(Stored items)
┌──

//! Error types for s3p-core
//!
//! Provides a unified error type for configuration, request and transfer failures.

use thiserror::Error;

/// Result type alias for s3p-core operations
pub type Result<T> = std::result::Result<T, Error>;

/// Error types for s3p-core operations
#[derive(Error, Debug)]
pub enum Error {
    /// A required configuration value is absent or empty
    #[error("{0} environment variable not set. You can also add it to a local .env file")]
    MissingConfig(&'static str),

    /// Configuration source could not be read
    #[error("Configuration error: {0}")]
    Config(String),

    /// URL parsing error
    #[error("Invalid URL: {0}")]
    InvalidUrl(#[from] url::ParseError),

    /// IO error
    #[error("IO error: {0}")]
    Io(#[from] std::io::Error),

    /// TOML parsing error
    #[error("TOML parse error: {0}")]
    TomlParse(#[from] toml::de::Error),

    /// Bucket or key would not map to a single object path
    #[error("Invalid object key '{0}': '.' and '..' path segments are not allowed")]
    InvalidKey(String),

    /// Presigned URL payload could not be decoded
    #[error("Error decoding presigned URL response: {0}")]
    Decode(#[from] serde_json::Error),

    /// Transport-level failure: connection, TLS, body read
    #[error("Network error: {0}")]
    Network(String),
}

└──

The task
Look over the records above, and wherever a line contains the string "operations", copy that line.

Solution to the problem
/// Result type alias for s3p-core operations
/// Error types for s3p-core operations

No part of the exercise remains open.